DATA EXTRACTS:
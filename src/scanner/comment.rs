//! Structured-comment dialect.
//!
//! A block is a contiguous run of lines such as
//!
//! ```text
//! # HODOR-ID: TST-STATUS-01
//! # HODOR-REQS: MON-001, MON-002
//! # HODOR-TEXT: Status output matches the schema
//! # HODOR-REF: tests/test_status.py::test_schema
//! ```
//!
//! behind any common comment leader. The first line that is not a marker
//! ends the block.

use crate::model::{is_valid_identifier, split_identifier_list, TestReference};

use super::{split_leader, BlockFields, ParsedBlock};

/// Recognised marker keys.
#[derive(Debug, Clone, Copy, PartialEq, Eq)]
enum Directive {
    Id,
    Requirements,
    Text,
    Reference,
}

impl Directive {
    fn from_key(key: &str) -> Option<Self> {
        match key {
            "ID" => Some(Self::Id),
            "REQS" | "REQ" | "REQUIREMENTS" => Some(Self::Requirements),
            "TEXT" => Some(Self::Text),
            "REF" | "REFS" => Some(Self::Reference),
            _ => None,
        }
    }
}

/// Splits a marker line into its key and value.
///
/// Returns `None` for lines that are not `<prefix>-<KEY>: value`.
fn marker<'a>(line: &'a str, prefix: &str) -> Option<(&'a str, &'a str)> {
    let body = split_leader(line).body;
    let rest = body.strip_prefix(prefix)?.strip_prefix('-')?;
    let key_len = rest
        .find(|c: char| !(c.is_ascii_uppercase() || c.is_ascii_digit() || c == '-' || c == '_'))
        .unwrap_or(rest.len());
    let key = rest[..key_len].trim_end_matches('-');
    if key.is_empty() {
        return None;
    }
    let value = rest[key_len..].trim_start().strip_prefix(':')?.trim();
    let value = value.strip_suffix("*/").or_else(|| value.strip_suffix("-->")).unwrap_or(value);
    Some((key, value.trim_end()))
}

pub(super) fn is_marker(line: &str, prefix: &str) -> bool {
    marker(line, prefix).is_some()
}

/// Accumulates one block's directives.
#[derive(Debug, Default)]
struct CommentBlock {
    fields: BlockFields,
    text: Vec<String>,
}

impl CommentBlock {
    fn apply(&mut self, prefix: &str, key: &str, value: &str) -> Result<(), String> {
        let directive =
            Directive::from_key(key).ok_or_else(|| format!("unknown directive `{prefix}-{key}`"))?;
        match directive {
            Directive::Id => {
                if !is_valid_identifier(value) {
                    return Err(format!("invalid test identifier `{value}`"));
                }
                match &self.fields.explicit_id {
                    Some(existing) if existing != value => {
                        return Err(format!("conflicting identifiers `{existing}` and `{value}`"));
                    }
                    _ => self.fields.explicit_id = Some(value.to_string()),
                }
            }
            Directive::Requirements => {
                let ids = split_identifier_list(value)
                    .map_err(|bad| format!("malformed requirement list entry `{bad}`"))?;
                for id in ids {
                    if !self.fields.requirement_refs.contains(&id) {
                        self.fields.requirement_refs.push(id);
                    }
                }
            }
            Directive::Text => {
                if !value.is_empty() {
                    self.text.push(value.to_string());
                }
            }
            Directive::Reference => {
                for entry in value.split([',', ';']).map(str::trim).filter(|e| !e.is_empty()) {
                    let reference = TestReference::parse(entry);
                    if !self.fields.references.contains(&reference) {
                        self.fields.references.push(reference);
                    }
                }
            }
        }
        Ok(())
    }

    fn finish(mut self) -> BlockFields {
        if !self.text.is_empty() {
            self.fields.description = Some(self.text.join("\n"));
        }
        self.fields
    }
}

pub(super) fn parse_block(lines: &[&str], start: usize, prefix: &str) -> ParsedBlock {
    let mut block = CommentBlock::default();
    let mut problem: Option<String> = None;

    let mut end = start;
    while let Some((key, value)) = lines.get(end).and_then(|line| marker(line, prefix)) {
        end += 1;
        // Keep consuming after an error so the whole block is skipped as one.
        if problem.is_none() {
            if let Err(reason) = block.apply(prefix, key, value) {
                problem = Some(format!("{reason} (line {end})"));
            }
        }
    }

    let fields = match problem {
        Some(reason) => Err(reason),
        None => Ok(block.finish()),
    };
    ParsedBlock { end, fields }
}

TASK BRIEF:
Check each line above for the word "rest" and copy every line that has it.

YOUR RESPONSE:
    let rest = body.strip_prefix(prefix)?.strip_prefix('-')?;
    let key_len = rest
        .unwrap_or(rest.len());
    let key = rest[..key_len].trim_end_matches('-');
    let value = rest[key_len..].trim_start().strip_prefix(':')?.trim();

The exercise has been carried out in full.